_WHAT YOU ARE ASKED TO DO_.
Wherever the word "ToneAntennaConfig" appears in a line of the data, that line should be copied.

Data excerpts
>>

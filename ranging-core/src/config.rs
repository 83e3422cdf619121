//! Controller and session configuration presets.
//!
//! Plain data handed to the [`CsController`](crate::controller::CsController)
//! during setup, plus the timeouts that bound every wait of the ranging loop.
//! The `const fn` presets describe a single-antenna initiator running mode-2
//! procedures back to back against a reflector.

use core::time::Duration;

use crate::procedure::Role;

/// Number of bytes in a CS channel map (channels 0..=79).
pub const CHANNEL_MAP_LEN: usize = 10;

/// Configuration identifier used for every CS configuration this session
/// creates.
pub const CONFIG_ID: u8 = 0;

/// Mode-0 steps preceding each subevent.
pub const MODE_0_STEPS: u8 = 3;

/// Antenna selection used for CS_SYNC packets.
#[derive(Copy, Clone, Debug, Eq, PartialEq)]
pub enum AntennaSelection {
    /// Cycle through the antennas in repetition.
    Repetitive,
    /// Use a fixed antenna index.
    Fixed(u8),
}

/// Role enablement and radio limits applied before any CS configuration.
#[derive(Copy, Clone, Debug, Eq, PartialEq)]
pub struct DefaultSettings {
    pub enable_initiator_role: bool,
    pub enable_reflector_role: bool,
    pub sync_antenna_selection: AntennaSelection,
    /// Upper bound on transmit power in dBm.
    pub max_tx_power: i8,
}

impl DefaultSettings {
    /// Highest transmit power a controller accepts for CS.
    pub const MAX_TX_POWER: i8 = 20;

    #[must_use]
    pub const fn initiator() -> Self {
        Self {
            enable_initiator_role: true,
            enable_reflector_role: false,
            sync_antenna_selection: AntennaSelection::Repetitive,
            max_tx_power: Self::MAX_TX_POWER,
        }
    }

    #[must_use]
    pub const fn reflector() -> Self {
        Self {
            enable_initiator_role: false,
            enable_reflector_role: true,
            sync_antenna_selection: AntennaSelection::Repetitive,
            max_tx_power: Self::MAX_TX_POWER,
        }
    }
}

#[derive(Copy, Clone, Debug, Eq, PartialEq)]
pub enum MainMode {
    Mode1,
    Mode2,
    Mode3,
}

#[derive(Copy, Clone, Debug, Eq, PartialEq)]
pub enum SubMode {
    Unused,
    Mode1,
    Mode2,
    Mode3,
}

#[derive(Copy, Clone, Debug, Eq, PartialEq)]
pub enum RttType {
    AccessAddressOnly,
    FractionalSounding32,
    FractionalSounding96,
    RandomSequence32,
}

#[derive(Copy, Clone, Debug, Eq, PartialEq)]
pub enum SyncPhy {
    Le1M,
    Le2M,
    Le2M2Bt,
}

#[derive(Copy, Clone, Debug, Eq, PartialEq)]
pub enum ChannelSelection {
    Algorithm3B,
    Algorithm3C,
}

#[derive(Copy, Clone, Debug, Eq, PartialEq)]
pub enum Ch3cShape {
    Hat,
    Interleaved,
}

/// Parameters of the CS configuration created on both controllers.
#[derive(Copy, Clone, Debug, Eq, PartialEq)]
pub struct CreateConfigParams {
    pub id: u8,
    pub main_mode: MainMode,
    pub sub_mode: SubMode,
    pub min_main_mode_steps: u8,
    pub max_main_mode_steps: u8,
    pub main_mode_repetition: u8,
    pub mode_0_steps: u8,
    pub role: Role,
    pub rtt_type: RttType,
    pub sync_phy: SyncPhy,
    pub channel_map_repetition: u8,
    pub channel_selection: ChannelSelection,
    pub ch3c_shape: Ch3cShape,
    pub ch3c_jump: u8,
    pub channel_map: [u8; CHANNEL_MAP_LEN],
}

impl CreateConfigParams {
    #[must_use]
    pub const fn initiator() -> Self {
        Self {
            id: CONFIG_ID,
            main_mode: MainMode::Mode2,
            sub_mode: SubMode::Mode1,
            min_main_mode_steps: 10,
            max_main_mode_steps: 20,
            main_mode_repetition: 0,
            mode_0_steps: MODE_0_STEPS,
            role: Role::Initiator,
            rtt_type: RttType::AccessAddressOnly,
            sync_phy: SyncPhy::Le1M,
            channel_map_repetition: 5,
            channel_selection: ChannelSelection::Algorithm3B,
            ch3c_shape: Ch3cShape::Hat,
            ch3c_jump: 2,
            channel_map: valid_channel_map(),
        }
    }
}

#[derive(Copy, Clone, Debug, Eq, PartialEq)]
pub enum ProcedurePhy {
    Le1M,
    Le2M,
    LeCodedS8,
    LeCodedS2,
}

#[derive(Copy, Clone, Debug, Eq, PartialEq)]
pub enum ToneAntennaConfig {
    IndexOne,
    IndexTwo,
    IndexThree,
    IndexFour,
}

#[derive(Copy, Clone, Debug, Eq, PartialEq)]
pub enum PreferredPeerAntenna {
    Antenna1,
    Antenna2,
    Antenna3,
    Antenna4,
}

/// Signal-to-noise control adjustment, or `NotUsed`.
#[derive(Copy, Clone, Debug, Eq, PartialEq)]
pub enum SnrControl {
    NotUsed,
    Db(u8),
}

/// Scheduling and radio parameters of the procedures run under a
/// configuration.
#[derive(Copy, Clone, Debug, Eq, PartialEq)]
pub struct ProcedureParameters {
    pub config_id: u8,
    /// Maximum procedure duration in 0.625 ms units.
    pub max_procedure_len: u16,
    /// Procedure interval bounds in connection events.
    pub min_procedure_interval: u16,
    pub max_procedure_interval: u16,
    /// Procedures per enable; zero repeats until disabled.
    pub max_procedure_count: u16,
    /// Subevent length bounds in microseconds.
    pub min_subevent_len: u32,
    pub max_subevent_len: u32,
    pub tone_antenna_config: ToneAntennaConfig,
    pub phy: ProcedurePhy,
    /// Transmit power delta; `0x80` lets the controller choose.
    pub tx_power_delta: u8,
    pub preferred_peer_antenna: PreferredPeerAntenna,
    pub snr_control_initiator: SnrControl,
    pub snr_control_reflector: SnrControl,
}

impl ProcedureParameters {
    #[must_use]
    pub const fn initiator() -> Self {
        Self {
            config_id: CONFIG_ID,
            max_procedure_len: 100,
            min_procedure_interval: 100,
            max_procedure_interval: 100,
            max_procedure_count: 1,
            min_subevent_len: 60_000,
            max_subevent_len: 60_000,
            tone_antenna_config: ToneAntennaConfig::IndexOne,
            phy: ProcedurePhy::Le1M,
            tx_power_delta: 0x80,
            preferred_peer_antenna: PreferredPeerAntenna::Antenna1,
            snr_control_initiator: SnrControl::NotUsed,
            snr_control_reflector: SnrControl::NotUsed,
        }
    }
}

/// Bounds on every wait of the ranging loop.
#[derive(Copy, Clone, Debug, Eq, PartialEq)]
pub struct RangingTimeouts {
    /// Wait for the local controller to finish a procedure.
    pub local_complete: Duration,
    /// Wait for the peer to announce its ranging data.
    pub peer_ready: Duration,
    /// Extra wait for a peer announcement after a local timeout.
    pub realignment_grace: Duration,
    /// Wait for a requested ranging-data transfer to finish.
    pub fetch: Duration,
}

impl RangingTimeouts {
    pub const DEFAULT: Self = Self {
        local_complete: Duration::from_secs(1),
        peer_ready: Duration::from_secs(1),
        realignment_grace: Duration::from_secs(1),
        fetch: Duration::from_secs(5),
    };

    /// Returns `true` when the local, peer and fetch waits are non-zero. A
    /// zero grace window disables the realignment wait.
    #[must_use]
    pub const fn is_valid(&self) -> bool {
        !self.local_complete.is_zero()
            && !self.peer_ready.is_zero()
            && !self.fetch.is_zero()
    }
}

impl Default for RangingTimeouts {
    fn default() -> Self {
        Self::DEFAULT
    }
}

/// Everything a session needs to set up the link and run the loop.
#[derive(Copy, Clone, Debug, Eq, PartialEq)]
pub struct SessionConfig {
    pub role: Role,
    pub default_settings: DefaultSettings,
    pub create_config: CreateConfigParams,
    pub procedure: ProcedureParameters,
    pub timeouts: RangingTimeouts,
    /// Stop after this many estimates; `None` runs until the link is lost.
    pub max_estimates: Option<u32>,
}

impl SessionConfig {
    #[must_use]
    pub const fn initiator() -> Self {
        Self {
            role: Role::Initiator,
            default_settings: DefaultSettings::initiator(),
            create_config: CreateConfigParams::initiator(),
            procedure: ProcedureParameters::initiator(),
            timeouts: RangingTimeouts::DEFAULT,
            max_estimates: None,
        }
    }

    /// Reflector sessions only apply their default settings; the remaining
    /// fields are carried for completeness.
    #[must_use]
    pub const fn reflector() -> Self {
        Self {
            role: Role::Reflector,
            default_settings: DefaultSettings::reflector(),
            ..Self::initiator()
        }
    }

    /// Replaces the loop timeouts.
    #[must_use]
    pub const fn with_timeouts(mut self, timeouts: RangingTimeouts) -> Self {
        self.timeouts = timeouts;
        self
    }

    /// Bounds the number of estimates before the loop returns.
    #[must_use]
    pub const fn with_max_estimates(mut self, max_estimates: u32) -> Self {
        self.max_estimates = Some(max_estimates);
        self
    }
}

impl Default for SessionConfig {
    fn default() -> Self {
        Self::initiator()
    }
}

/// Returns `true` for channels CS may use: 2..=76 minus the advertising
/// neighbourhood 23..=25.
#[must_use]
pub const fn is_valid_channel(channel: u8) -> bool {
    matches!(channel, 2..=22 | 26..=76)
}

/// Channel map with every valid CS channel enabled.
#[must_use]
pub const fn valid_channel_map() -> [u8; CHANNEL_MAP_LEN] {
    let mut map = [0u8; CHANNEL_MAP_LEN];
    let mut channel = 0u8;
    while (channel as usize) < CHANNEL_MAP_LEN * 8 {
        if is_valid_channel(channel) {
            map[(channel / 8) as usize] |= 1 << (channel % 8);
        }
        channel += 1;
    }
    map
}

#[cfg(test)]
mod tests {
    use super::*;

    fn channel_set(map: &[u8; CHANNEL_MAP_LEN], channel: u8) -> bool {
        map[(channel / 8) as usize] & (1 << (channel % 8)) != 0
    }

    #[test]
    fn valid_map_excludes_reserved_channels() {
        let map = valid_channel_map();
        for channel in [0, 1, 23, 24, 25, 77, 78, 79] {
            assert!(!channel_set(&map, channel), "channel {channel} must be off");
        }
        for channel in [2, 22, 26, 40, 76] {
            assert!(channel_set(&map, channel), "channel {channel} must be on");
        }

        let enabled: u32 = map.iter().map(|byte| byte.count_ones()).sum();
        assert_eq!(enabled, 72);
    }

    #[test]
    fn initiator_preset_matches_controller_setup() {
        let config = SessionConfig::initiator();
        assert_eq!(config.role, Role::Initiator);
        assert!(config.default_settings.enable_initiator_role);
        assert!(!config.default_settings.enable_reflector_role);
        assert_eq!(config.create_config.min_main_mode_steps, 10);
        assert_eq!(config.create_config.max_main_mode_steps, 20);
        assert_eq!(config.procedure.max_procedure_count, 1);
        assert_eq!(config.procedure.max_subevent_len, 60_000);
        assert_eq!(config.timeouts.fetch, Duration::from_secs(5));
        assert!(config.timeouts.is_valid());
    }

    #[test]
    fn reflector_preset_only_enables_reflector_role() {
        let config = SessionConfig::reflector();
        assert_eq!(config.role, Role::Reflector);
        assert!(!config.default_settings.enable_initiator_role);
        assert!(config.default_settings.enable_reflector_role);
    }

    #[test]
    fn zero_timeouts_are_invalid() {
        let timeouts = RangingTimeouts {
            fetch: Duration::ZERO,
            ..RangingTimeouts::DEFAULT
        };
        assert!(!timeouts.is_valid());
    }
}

<<

_SOLUTION FOR THIS EXERCISE_.
pub enum ToneAntennaConfig {
    pub tone_antenna_config: ToneAntennaConfig,
            tone_antenna_config: ToneAntennaConfig::IndexOne,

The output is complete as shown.